Source data
┏━━

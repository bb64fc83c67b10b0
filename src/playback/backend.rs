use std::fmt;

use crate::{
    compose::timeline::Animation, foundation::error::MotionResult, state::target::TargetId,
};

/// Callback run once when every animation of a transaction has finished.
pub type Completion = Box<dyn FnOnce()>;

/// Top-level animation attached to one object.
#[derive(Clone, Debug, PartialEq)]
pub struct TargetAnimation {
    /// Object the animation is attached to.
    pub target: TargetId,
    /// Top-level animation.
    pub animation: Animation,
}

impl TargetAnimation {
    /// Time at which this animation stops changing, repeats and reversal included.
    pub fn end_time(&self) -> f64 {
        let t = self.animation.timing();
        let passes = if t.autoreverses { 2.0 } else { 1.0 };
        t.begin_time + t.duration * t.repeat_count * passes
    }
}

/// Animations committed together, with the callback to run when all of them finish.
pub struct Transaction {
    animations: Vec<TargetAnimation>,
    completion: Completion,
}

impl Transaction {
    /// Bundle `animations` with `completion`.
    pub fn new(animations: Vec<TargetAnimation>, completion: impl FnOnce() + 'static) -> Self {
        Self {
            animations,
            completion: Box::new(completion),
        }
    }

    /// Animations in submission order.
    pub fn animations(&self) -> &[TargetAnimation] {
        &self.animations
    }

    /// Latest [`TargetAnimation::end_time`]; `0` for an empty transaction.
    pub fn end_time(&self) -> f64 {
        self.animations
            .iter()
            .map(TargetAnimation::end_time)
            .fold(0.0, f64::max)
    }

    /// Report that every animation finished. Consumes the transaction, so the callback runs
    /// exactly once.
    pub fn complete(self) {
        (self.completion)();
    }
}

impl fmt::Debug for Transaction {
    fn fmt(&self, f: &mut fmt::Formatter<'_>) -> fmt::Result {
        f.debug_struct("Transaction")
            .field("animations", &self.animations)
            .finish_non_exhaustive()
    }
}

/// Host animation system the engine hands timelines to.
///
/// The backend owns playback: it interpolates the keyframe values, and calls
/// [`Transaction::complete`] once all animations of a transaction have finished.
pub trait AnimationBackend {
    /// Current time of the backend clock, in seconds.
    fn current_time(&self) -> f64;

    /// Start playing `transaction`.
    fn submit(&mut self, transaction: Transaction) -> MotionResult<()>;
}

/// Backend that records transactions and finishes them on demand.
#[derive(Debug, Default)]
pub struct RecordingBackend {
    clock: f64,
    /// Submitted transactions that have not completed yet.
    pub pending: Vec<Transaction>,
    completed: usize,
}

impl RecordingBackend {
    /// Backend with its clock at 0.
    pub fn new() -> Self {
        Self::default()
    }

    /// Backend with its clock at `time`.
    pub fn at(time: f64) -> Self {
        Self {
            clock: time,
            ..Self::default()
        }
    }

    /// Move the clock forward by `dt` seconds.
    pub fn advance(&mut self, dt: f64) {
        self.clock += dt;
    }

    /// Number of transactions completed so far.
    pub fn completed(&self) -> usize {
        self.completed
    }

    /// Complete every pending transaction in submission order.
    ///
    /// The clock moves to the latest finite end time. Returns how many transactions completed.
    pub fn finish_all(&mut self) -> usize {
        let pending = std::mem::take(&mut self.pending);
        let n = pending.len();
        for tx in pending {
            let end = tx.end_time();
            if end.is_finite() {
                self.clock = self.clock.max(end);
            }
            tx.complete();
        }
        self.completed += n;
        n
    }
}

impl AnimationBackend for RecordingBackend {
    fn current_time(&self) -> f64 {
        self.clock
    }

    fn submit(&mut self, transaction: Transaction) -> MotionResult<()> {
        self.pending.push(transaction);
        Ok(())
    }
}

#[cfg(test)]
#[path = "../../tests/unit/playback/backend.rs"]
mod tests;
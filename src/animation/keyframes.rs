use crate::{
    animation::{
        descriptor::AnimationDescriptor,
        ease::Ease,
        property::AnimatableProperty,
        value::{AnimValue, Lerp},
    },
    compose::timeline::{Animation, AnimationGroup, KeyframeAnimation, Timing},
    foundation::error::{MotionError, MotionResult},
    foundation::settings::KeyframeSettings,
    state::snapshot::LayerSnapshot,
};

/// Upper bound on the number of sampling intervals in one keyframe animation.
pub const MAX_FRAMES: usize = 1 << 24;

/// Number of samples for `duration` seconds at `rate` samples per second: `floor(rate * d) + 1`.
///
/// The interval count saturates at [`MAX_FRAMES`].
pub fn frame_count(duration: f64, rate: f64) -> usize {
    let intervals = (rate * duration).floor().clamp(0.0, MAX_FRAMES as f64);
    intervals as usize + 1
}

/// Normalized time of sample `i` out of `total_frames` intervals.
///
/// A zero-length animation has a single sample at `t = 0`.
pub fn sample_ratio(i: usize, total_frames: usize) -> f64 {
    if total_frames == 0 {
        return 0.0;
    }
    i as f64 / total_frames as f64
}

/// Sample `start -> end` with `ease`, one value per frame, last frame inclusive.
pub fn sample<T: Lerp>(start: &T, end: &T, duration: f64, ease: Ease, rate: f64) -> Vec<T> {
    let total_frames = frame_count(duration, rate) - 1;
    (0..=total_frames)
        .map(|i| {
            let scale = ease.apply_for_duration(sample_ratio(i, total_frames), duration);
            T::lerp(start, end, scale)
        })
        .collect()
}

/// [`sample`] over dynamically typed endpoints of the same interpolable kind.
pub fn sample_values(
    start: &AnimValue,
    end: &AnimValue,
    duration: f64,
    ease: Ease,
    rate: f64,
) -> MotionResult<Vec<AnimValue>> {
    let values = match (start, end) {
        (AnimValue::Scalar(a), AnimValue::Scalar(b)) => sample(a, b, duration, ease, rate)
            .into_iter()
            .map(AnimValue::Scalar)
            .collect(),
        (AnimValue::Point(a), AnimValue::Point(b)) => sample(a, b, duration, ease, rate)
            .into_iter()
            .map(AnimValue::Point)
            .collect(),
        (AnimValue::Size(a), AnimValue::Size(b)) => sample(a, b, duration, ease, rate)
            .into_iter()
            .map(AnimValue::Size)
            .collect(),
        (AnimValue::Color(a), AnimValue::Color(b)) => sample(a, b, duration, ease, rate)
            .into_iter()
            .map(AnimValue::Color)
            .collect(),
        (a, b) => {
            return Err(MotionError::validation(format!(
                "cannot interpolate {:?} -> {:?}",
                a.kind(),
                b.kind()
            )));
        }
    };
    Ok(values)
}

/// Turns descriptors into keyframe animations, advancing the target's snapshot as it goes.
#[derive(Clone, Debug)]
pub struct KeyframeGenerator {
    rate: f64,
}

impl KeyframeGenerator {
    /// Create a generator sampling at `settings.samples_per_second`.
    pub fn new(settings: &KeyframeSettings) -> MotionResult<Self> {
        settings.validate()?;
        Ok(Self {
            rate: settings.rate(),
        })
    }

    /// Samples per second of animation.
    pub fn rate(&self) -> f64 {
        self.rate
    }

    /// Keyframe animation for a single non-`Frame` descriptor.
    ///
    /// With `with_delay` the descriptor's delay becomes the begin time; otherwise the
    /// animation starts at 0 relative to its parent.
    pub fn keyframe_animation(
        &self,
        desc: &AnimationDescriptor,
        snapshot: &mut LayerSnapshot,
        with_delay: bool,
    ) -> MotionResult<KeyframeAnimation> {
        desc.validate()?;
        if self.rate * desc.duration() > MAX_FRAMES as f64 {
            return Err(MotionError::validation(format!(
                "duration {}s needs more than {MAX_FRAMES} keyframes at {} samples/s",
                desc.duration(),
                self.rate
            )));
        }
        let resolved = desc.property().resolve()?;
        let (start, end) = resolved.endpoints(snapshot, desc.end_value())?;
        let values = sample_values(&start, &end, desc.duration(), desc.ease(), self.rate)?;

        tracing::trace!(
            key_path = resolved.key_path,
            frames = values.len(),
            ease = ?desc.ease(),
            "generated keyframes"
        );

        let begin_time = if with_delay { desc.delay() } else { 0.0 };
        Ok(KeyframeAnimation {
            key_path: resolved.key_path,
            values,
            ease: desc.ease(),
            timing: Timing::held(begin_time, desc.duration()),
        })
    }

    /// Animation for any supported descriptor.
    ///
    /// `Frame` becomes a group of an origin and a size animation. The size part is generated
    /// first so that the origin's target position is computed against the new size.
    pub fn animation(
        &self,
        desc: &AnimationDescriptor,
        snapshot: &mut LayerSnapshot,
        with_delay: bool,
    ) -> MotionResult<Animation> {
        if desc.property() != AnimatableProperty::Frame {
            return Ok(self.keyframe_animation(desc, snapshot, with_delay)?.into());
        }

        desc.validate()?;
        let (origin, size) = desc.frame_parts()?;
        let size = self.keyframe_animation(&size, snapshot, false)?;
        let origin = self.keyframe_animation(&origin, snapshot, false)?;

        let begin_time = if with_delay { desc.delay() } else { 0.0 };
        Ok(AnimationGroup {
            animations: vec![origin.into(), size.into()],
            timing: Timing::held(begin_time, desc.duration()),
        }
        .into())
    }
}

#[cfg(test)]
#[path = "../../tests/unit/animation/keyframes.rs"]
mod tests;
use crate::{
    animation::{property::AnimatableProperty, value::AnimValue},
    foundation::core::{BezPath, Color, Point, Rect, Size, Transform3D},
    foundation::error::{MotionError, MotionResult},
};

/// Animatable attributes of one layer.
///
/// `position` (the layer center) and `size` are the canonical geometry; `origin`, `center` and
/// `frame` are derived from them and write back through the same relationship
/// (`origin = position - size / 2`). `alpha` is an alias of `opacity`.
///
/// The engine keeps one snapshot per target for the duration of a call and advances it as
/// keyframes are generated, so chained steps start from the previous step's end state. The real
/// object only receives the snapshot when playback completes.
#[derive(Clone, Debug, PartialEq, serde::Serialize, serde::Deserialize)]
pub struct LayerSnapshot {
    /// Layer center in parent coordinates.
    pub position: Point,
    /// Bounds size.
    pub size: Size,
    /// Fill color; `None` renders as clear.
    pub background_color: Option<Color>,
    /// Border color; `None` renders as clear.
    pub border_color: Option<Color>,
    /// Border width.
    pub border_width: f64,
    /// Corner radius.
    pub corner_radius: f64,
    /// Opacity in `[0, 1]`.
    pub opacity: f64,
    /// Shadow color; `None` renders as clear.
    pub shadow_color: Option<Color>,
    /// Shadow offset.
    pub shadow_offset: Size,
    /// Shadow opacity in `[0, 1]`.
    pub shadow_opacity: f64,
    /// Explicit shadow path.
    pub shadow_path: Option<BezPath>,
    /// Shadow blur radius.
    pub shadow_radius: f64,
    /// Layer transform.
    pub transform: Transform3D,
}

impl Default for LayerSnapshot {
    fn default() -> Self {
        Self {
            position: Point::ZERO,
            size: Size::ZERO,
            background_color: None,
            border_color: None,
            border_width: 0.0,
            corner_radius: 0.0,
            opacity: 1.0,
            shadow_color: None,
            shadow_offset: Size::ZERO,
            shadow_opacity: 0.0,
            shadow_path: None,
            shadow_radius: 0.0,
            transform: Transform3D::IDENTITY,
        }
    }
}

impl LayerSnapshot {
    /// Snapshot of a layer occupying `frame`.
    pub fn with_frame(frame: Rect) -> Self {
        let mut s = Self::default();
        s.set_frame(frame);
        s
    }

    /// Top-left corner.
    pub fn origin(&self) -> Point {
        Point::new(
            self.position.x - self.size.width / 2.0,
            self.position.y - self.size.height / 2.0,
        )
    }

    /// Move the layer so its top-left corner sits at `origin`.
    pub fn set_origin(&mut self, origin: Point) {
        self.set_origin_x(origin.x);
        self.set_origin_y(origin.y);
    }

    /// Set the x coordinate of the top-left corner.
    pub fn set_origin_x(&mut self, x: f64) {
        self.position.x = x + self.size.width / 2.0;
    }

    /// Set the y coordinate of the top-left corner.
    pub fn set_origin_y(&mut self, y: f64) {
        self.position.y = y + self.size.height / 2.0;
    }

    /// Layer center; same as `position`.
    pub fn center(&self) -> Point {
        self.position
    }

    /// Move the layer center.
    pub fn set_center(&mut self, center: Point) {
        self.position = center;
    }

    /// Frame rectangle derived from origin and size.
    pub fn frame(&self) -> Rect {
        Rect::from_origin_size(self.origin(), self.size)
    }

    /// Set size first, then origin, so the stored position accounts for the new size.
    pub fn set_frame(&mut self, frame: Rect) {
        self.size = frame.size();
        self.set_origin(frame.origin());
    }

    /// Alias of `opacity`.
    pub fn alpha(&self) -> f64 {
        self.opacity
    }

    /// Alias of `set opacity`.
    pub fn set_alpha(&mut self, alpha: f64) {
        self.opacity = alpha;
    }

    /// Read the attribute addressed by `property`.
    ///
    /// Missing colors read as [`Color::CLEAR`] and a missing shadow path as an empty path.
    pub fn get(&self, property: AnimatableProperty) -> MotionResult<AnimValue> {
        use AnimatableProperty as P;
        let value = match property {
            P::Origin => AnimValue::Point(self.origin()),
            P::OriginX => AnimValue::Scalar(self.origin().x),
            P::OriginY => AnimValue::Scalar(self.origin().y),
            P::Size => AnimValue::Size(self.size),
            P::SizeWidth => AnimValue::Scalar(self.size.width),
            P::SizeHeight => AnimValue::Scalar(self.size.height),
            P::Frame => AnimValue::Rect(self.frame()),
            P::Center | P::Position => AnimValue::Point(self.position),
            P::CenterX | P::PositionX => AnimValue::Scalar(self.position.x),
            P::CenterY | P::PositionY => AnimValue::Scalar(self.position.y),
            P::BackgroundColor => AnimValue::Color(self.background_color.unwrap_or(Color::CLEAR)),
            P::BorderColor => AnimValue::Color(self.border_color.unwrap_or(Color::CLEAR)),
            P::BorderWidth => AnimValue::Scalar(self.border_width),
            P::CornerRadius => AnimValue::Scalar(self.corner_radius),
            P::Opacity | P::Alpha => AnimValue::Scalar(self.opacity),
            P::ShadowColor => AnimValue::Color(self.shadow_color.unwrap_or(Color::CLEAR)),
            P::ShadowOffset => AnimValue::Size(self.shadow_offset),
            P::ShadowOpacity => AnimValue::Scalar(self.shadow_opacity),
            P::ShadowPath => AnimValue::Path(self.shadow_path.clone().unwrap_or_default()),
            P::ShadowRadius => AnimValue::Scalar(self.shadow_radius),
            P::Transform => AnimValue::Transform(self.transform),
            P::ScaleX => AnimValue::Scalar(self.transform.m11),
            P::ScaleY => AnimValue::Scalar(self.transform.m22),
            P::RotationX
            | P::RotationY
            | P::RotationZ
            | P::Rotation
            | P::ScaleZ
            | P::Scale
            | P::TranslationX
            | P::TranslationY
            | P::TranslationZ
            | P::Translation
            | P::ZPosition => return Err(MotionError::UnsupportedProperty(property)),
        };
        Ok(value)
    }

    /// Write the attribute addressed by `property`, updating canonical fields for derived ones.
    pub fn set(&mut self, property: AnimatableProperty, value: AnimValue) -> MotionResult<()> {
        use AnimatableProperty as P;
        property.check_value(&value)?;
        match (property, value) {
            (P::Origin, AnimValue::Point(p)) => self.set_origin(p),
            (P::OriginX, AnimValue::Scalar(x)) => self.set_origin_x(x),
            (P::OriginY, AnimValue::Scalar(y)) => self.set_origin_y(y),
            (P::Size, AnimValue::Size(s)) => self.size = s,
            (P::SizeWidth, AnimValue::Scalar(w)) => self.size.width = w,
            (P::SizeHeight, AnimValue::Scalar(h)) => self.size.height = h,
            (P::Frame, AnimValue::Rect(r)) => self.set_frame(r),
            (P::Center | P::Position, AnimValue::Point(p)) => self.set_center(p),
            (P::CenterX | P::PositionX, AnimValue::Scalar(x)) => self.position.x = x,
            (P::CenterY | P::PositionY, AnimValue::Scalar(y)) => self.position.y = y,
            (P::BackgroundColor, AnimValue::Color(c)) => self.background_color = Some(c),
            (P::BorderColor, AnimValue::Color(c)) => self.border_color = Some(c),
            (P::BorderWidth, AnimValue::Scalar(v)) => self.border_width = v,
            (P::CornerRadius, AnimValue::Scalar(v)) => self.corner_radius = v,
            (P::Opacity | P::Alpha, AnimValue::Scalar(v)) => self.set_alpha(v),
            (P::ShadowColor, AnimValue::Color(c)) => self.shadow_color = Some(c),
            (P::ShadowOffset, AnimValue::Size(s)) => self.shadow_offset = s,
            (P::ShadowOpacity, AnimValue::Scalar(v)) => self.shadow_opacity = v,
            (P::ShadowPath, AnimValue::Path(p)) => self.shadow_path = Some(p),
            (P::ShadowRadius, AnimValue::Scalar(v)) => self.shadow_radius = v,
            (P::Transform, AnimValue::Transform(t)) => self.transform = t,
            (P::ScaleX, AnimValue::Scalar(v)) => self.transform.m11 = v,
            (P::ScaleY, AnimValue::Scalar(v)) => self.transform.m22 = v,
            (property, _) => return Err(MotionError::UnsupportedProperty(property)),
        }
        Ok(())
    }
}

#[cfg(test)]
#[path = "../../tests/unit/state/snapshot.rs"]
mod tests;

┗━━

*YOUR GOAL:*
A single number is the whole answer: the count of lines above that hold "false".

*RESPONSE TO THIS TASK:*
2